Given that the EU has recently ratified the Lisbon Treaty and presuming the Conservative Party carry out their declaration not to present the British people with a referendum on whether to accept the terms of the treaty, workers here need to consider the implications for our nation.
The nation state of Britain has been established a long time: the formation of the English component took place well over a thousand years ago; Wales had merged by late medieval times and Scotland was effectively integrated from 1603, though the actual act of political union came a century later. The Lisbon Treaty proclaims the transference of powers to the EU and away from the nation states combined within it. The traditions and interests of Britain stretch back over centuries and in a certain sense over a millennium, while the EU has merely a few decades.
At what point does a nation cease to exist? Britain is still a distinct network of political, economic and social interconnections. In the future, the EU wants to finish off its agenda by completely undermining and destroying our national identity and burying our sovereignty. Britain as a nation can only truly disappear if its people condone rule from unaccountable EU rulers.

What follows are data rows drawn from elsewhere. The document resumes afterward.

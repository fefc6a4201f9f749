//! Font loading and caching
//!
//! The PDF exporter always has the fonts embedded by `typst-assets`. A
//! regular and an optional bold font can be fetched by URL on top of them;
//! any fetch or parse failure only logs a warning and the document is set
//! in the embedded fonts instead.

use std::sync::{Arc, OnceLock};
use std::time::Duration;

use async_trait::async_trait;
use typst::foundations::Bytes;
use typst::text::{Font, FontBook};
use typst::utils::LazyHash;

use crate::error::ExportError;

/// Embedded families used when no fetched font is available (both cover Cyrillic)
pub const FALLBACK_FAMILIES: [&str; 2] = ["Libertinus Serif", "New Computer Modern"];

static EMBEDDED: OnceLock<Arc<FontCache>> = OnceLock::new();

/// Shared cache holding only the embedded fonts
pub fn embedded_font_cache() -> Arc<FontCache> {
    EMBEDDED
        .get_or_init(|| Arc::new(FontCache::with_extra(Vec::new())))
        .clone()
}

/// Fonts available to one compilation
#[derive(Debug)]
pub struct FontCache {
    book: LazyHash<FontBook>,
    fonts: Vec<Font>,
    /// Families contributed by fetched fonts, in fetch order
    extra_families: Vec<String>,
}

impl FontCache {
    /// Embedded fonts plus the given raw font files
    ///
    /// Data that does not parse as a font is skipped.
    pub fn with_extra(extra: Vec<Vec<u8>>) -> Self {
        let mut book = FontBook::new();
        let mut fonts = Vec::new();
        let mut extra_families = Vec::new();

        for data in extra {
            let before = fonts.len();
            for font in Font::iter(Bytes::from(data)) {
                let family = font.info().family.clone();
                if !extra_families.contains(&family) {
                    extra_families.push(family);
                }
                book.push(font.info().clone());
                fonts.push(font);
            }
            if fonts.len() == before {
                tracing::warn!("Fetched font data could not be parsed, skipping");
            }
        }

        for data in typst_assets::fonts() {
            for font in Font::iter(Bytes::from_static(data)) {
                book.push(font.info().clone());
                fonts.push(font);
            }
        }

        tracing::info!(
            "Font cache initialized with {} fonts ({} fetched families)",
            fonts.len(),
            extra_families.len()
        );

        Self {
            book: LazyHash::new(book),
            fonts,
            extra_families,
        }
    }

    pub fn book(&self) -> &LazyHash<FontBook> {
        &self.book
    }

    pub fn font(&self, index: usize) -> Option<Font> {
        self.fonts.get(index).cloned()
    }

    pub fn len(&self) -> usize {
        self.fonts.len()
    }

    pub fn is_empty(&self) -> bool {
        self.fonts.is_empty()
    }

    /// Font list for the document: fetched families first, then the embedded fallbacks
    pub fn preferred_families(&self) -> Vec<String> {
        self.extra_families
            .iter()
            .cloned()
            .chain(FALLBACK_FAMILIES.iter().map(|f| f.to_string()))
            .collect()
    }

    /// List all font families
    pub fn list_font_families(&self) -> Vec<String> {
        let mut families: Vec<String> = self
            .book
            .families()
            .map(|(name, _)| name.to_string())
            .collect();

        families.sort();
        families.dedup();
        families
    }
}

/// Where remote font files come from
#[async_trait]
pub trait FontSource: Send + Sync {
    async fn fetch(&self, url: &str) -> Result<Vec<u8>, ExportError>;
}

/// Fetches fonts over HTTP(S)
#[derive(Debug, Clone)]
pub struct HttpFontSource {
    client: reqwest::Client,
}

impl HttpFontSource {
    pub fn new(timeout: Duration) -> Result<Self, ExportError> {
        let client = reqwest::Client::builder()
            .timeout(timeout)
            .build()
            .map_err(|e| ExportError::FontFetch(e.to_string()))?;
        Ok(Self { client })
    }
}

#[async_trait]
impl FontSource for HttpFontSource {
    async fn fetch(&self, url: &str) -> Result<Vec<u8>, ExportError> {
        let response = self
            .client
            .get(url)
            .send()
            .await
            .and_then(|r| r.error_for_status())
            .map_err(|e| ExportError::FontFetch(e.to_string()))?;

        let bytes = response
            .bytes()
            .await
            .map_err(|e| ExportError::FontFetch(e.to_string()))?;

        Ok(bytes.to_vec())
    }
}

/// Regular and bold font locations
#[derive(Debug, Clone, Default, PartialEq, Eq)]
pub struct FontUrls {
    pub regular: Option<String>,
    /// The regular font is used for bold text when absent
    pub bold: Option<String>,
}

impl FontUrls {
    pub fn is_empty(&self) -> bool {
        self.regular.is_none() && self.bold.is_none()
    }

    fn iter(&self) -> impl Iterator<Item = &str> + '_ {
        self.regular.iter().chain(self.bold.iter()).map(String::as_str)
    }
}

/// Fetch the configured fonts, degrading to the embedded cache on failure
pub async fn load_font_cache(source: &dyn FontSource, urls: &FontUrls) -> Arc<FontCache> {
    if urls.is_empty() {
        return embedded_font_cache();
    }

    let mut fetched = Vec::new();
    for url in urls.iter() {
        match source.fetch(url).await {
            Ok(data) => {
                tracing::debug!(url, bytes = data.len(), "Fetched font");
                fetched.push(data);
            }
            Err(e) => {
                tracing::warn!(url, error = %e, "Font fetch failed, using embedded fonts");
            }
        }
    }

    if fetched.is_empty() {
        embedded_font_cache()
    } else {
        Arc::new(FontCache::with_extra(fetched))
    }
}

A nation state is where workers are organised; it is where people come together to protect their interests. The defence of Britain as an entity remains our lifeblood. The EU acts for and represents a capitalist class huddling together to enforce their capitalist interests. The interests of workers and capitalists across the EU are diametrically opposed.

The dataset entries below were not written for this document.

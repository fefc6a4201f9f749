//! Core data model shared by the pricing, quoting and export layers

use std::fmt;
use std::str::FromStr;

use chrono::{DateTime, Utc};
use serde::{Deserialize, Serialize};

use crate::error::ProposalError;

/// Whole currency units (roubles). Prices never carry fractional parts.
pub type Amount = u64;

/// Line item category
#[derive(Debug, Clone, Copy, PartialEq, Eq, Hash, Serialize, Deserialize)]
#[serde(rename_all = "snake_case")]
pub enum Category {
    Hardware,
    Software,
    Implementation,
}

impl Category {
    pub fn as_str(&self) -> &'static str {
        match self {
            Category::Hardware => "hardware",
            Category::Software => "software",
            Category::Implementation => "implementation",
        }
    }
}

/// Predefined proposal tier
#[derive(Debug, Clone, Copy, PartialEq, Eq, Hash, PartialOrd, Ord, Serialize, Deserialize)]
#[serde(rename_all = "snake_case")]
pub enum Variant {
    Basic,
    Optimal,
    Budget,
}

impl Variant {
    pub const ALL: [Variant; 3] = [Variant::Basic, Variant::Optimal, Variant::Budget];

    /// Stable key used in file names and on the command line
    pub fn key(&self) -> &'static str {
        match self {
            Variant::Basic => "basic",
            Variant::Optimal => "optimal",
            Variant::Budget => "budget",
        }
    }

    /// Short display name used as the document heading
    pub fn display_name(&self) -> &'static str {
        match self {
            Variant::Basic => "Базовый",
            Variant::Optimal => "Оптимальный",
            Variant::Budget => "Бюджетный",
        }
    }
}

impl fmt::Display for Variant {
    fn fmt(&self, f: &mut fmt::Formatter<'_>) -> fmt::Result {
        f.write_str(self.key())
    }
}

impl FromStr for Variant {
    type Err = ProposalError;

    fn from_str(s: &str) -> Result<Self, Self::Err> {
        match s.trim().to_lowercase().as_str() {
            "basic" => Ok(Variant::Basic),
            "optimal" => Ok(Variant::Optimal),
            "budget" => Ok(Variant::Budget),
            other => Err(ProposalError::UnknownVariant(other.to_string())),
        }
    }
}

/// Direction of the most recent price change
#[derive(Debug, Clone, Copy, PartialEq, Eq, Default, Serialize, Deserialize)]
#[serde(rename_all = "lowercase")]
pub enum Trend {
    Up,
    Down,
    #[default]
    Stable,
}

impl Trend {
    /// Compare a new price against the previous one
    pub fn between(old: Amount, new: Amount) -> Self {
        match new.cmp(&old) {
            std::cmp::Ordering::Greater => Trend::Up,
            std::cmp::Ordering::Less => Trend::Down,
            std::cmp::Ordering::Equal => Trend::Stable,
        }
    }

    pub fn symbol(&self) -> &'static str {
        match self {
            Trend::Up => "▲",
            Trend::Down => "▼",
            Trend::Stable => "–",
        }
    }
}

/// A catalog entry with its simulated live price
#[derive(Debug, Clone, PartialEq, Serialize, Deserialize)]
pub struct CatalogItem {
    pub id: String,
    pub name: String,
    pub currency: String,
    pub base_price: Amount,
    pub current_price: Amount,
    pub trend: Trend,
    pub last_updated: DateTime<Utc>,
}

/// Where a selected entry takes its unit price from
#[derive(Debug, Clone, Copy, PartialEq, Eq, Serialize, Deserialize)]
#[serde(tag = "kind", rename_all = "snake_case")]
pub enum PriceSource {
    /// Current price of the catalog entry with the same id
    Catalog,
    /// Item-specific price that ignores the catalog
    Fixed { amount: Amount },
}

/// One priced, quantified entry within a quote or document
#[derive(Debug, Clone, PartialEq, Eq, Serialize, Deserialize)]
pub struct LineItem {
    pub id: String,
    pub name: String,
    pub qty: u32,
    pub price: Amount,
    pub category: Category,
}

impl LineItem {
    /// Price times quantity, saturating at `Amount::MAX`
    pub fn line_total(&self) -> Amount {
        self.price.saturating_mul(Amount::from(self.qty))
    }
}

/// A computed list of line items plus their total
#[derive(Debug, Clone, PartialEq, Eq, Serialize, Deserialize)]
pub struct Quote {
    pub items: Vec<LineItem>,
    pub total_price: Amount,
}

impl Quote {
    pub fn is_empty(&self) -> bool {
        self.items.is_empty()
    }

    /// Sum of line totals restricted to one category
    pub fn subtotal(&self, category: Category) -> Amount {
        self.items
            .iter()
            .filter(|item| item.category == category)
            .map(LineItem::line_total)
            .fold(0, Amount::saturating_add)
    }
}

/// A named quote, the unit the document exporters render
#[derive(Debug, Clone, PartialEq, Eq, Serialize, Deserialize)]
pub struct NamedQuote {
    pub name: String,
    pub variant: Option<Variant>,
    pub quote: Quote,
}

If the British people are clear on the class aims of the EU and continue to press their class interests, then the sovereignty of Britain will remain intact within the actions of our working people. We shall gather strength until such time as we can formally leave the EU and press ahead in the rebuilding of an independent Britain.
If the political establishment here will not allow us a referendum, then the Lisbon Treaty lacks political acceptance and is effectively an unlawful imposition of a foreign power over our country. The Westminster parliament and government have betrayed Britain; they are a group of EU lickspittles and quislings who will be ignored as a costly irrelevance because bourgeois power lies elsewhere.

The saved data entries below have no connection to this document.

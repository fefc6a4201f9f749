//! ROI estimator
//!
//! Three-part savings model (labor, errors, fraud) plus payback period and
//! three-year return for a fixed investment tier. Deterministic: the same
//! inputs always produce the same estimate.

use std::fmt;
use std::str::FromStr;

use serde::{Deserialize, Serialize};

use crate::error::ProposalError;
use crate::model::Amount;

const MONTHS_PER_YEAR: f64 = 12.0;

/// Years covered by the ROI figure
pub const ROI_HORIZON_YEARS: u32 = 3;

/// Business constants of the savings model
#[derive(Debug, Clone, Copy, PartialEq, Serialize, Deserialize)]
#[serde(default)]
pub struct RoiAssumptions {
    /// Share of manual processing cost removed by automation
    pub automation_share: f64,
    /// Share of document errors the agent catches
    pub error_catch_rate: f64,
    /// Share of risky documents that turn into an actual loss
    pub fraud_realization: f64,
    /// Yearly maintenance as a share of the investment, from year two on
    pub maintenance_rate: f64,
    pub basic_investment: Amount,
    pub optimal_investment: Amount,
}

impl Default for RoiAssumptions {
    fn default() -> Self {
        Self {
            automation_share: 0.8,
            error_catch_rate: 0.95,
            fraud_realization: 0.1,
            maintenance_rate: 0.1,
            basic_investment: 7_285_000,
            optimal_investment: 21_590_000,
        }
    }
}

impl RoiAssumptions {
    pub fn investment(&self, tier: InvestmentTier) -> Amount {
        match tier {
            InvestmentTier::Basic => self.basic_investment,
            InvestmentTier::Optimal => self.optimal_investment,
        }
    }
}

/// Investment tier the savings are measured against
#[derive(Debug, Clone, Copy, PartialEq, Eq, Default, Serialize, Deserialize)]
#[serde(rename_all = "lowercase")]
pub enum InvestmentTier {
    Basic,
    #[default]
    Optimal,
}

impl FromStr for InvestmentTier {
    type Err = ProposalError;

    fn from_str(s: &str) -> Result<Self, Self::Err> {
        match s.trim().to_lowercase().as_str() {
            "basic" => Ok(InvestmentTier::Basic),
            "optimal" => Ok(InvestmentTier::Optimal),
            other => Err(ProposalError::UnknownVariant(other.to_string())),
        }
    }
}

/// User-entered business parameters
///
/// No range checks happen here; zero and negative values are accepted and
/// flow through to `Payback::NotRecoverable` where they make savings vanish.
#[derive(Debug, Clone, Copy, PartialEq, Serialize, Deserialize)]
pub struct RoiInputs {
    /// Documents processed per month
    pub doc_volume: f64,
    /// Processing cost of one document
    pub avg_doc_cost: f64,
    /// Percentage of documents with errors
    pub error_rate: f64,
    pub avg_error_cost: f64,
    /// Percentage of documents carrying fraud risk
    pub fraud_risk: f64,
    pub avg_fraud_loss: f64,
    pub tier: InvestmentTier,
}

impl Default for RoiInputs {
    fn default() -> Self {
        Self {
            doc_volume: 5000.0,
            avg_doc_cost: 150.0,
            error_rate: 3.0,
            avg_error_cost: 5000.0,
            fraud_risk: 0.5,
            avg_fraud_loss: 500_000.0,
            tier: InvestmentTier::Optimal,
        }
    }
}

/// Months until cumulative savings cover the investment
#[derive(Debug, Clone, Copy, PartialEq, Serialize, Deserialize)]
#[serde(tag = "kind", content = "months", rename_all = "snake_case")]
pub enum Payback {
    /// Rounded to one decimal
    Months(f64),
    /// Annual savings are zero, negative or not a number
    NotRecoverable,
}

impl Payback {
    pub fn months(&self) -> Option<f64> {
        match self {
            Payback::Months(months) => Some(*months),
            Payback::NotRecoverable => None,
        }
    }
}

impl fmt::Display for Payback {
    fn fmt(&self, f: &mut fmt::Formatter<'_>) -> fmt::Result {
        match self {
            Payback::Months(months) => write!(f, "{:.1}", months),
            Payback::NotRecoverable => f.write_str("not recoverable"),
        }
    }
}

/// Output of the estimator
#[derive(Debug, Clone, Copy, PartialEq, Serialize, Deserialize)]
pub struct RoiEstimate {
    pub labor_savings: f64,
    pub error_savings: f64,
    pub fraud_savings: f64,
    /// Rounded sum of the three savings components
    pub annual_savings: i64,
    pub investment: Amount,
    pub payback: Payback,
    pub three_year_cost: f64,
    /// `None` when the three-year cost is not positive
    pub roi_percent: Option<i64>,
}

/// Run the savings model
pub fn estimate_roi(inputs: &RoiInputs, assumptions: &RoiAssumptions) -> RoiEstimate {
    let manual_cost = inputs.doc_volume * inputs.avg_doc_cost * MONTHS_PER_YEAR;
    let labor_savings = manual_cost * assumptions.automation_share;

    let annual_errors = (inputs.doc_volume * inputs.error_rate / 100.0) * MONTHS_PER_YEAR;
    let error_savings = annual_errors * inputs.avg_error_cost * assumptions.error_catch_rate;

    let risky_documents = (inputs.doc_volume * MONTHS_PER_YEAR) * (inputs.fraud_risk / 100.0);
    let fraud_savings = risky_documents * inputs.avg_fraud_loss * assumptions.fraud_realization;

    let total = labor_savings + error_savings + fraud_savings;
    let investment = assumptions.investment(inputs.tier);

    let payback = if total.is_finite() && total > 0.0 {
        let months = investment as f64 / (total / MONTHS_PER_YEAR);
        Payback::Months(round_one_decimal(months))
    } else {
        Payback::NotRecoverable
    };

    let maintenance_years = f64::from(ROI_HORIZON_YEARS - 1);
    let three_year_cost =
        investment as f64 + maintenance_years * (investment as f64 * assumptions.maintenance_rate);

    let roi_percent = if three_year_cost > 0.0 {
        let gain = total * f64::from(ROI_HORIZON_YEARS);
        let ratio = ((gain - three_year_cost) / three_year_cost) * 100.0;
        ratio.is_finite().then(|| ratio.round() as i64)
    } else {
        None
    };

    RoiEstimate {
        labor_savings,
        error_savings,
        fraud_savings,
        annual_savings: if total.is_finite() { total.round() as i64 } else { 0 },
        investment,
        payback,
        three_year_cost,
        roi_percent,
    }
}

fn round_one_decimal(value: f64) -> f64 {
    (value * 10.0).round() / 10.0
}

Obviously there will come a time in the progress of history where nation states will wither away and be superseded by supranational, perhaps even world political organisation, but we are light-years away from such a situation. That could only work properly with a mutual regard in the merger for the political and economic interests of each national state, only conceivable in a situation where socialism has succeeded in a number of coterminous states, that is, with common boundaries and regional cohesion.
The EU is not embarked on such a programme. It has capitalist aims, primarily of raising private profit to the status of a god to be worshipped in every sphere of economic and social activity.
It is not only crystal ball gazers who predict a rocky road for the EU and question whether it can remain united when it sits on a volcano of 27 different national interests and only has privatisation as the glue to keep it together.
We must keep our national and class unity!
We must get out of the EU.
For an independent Britain based on a thriving industry and a skilled people.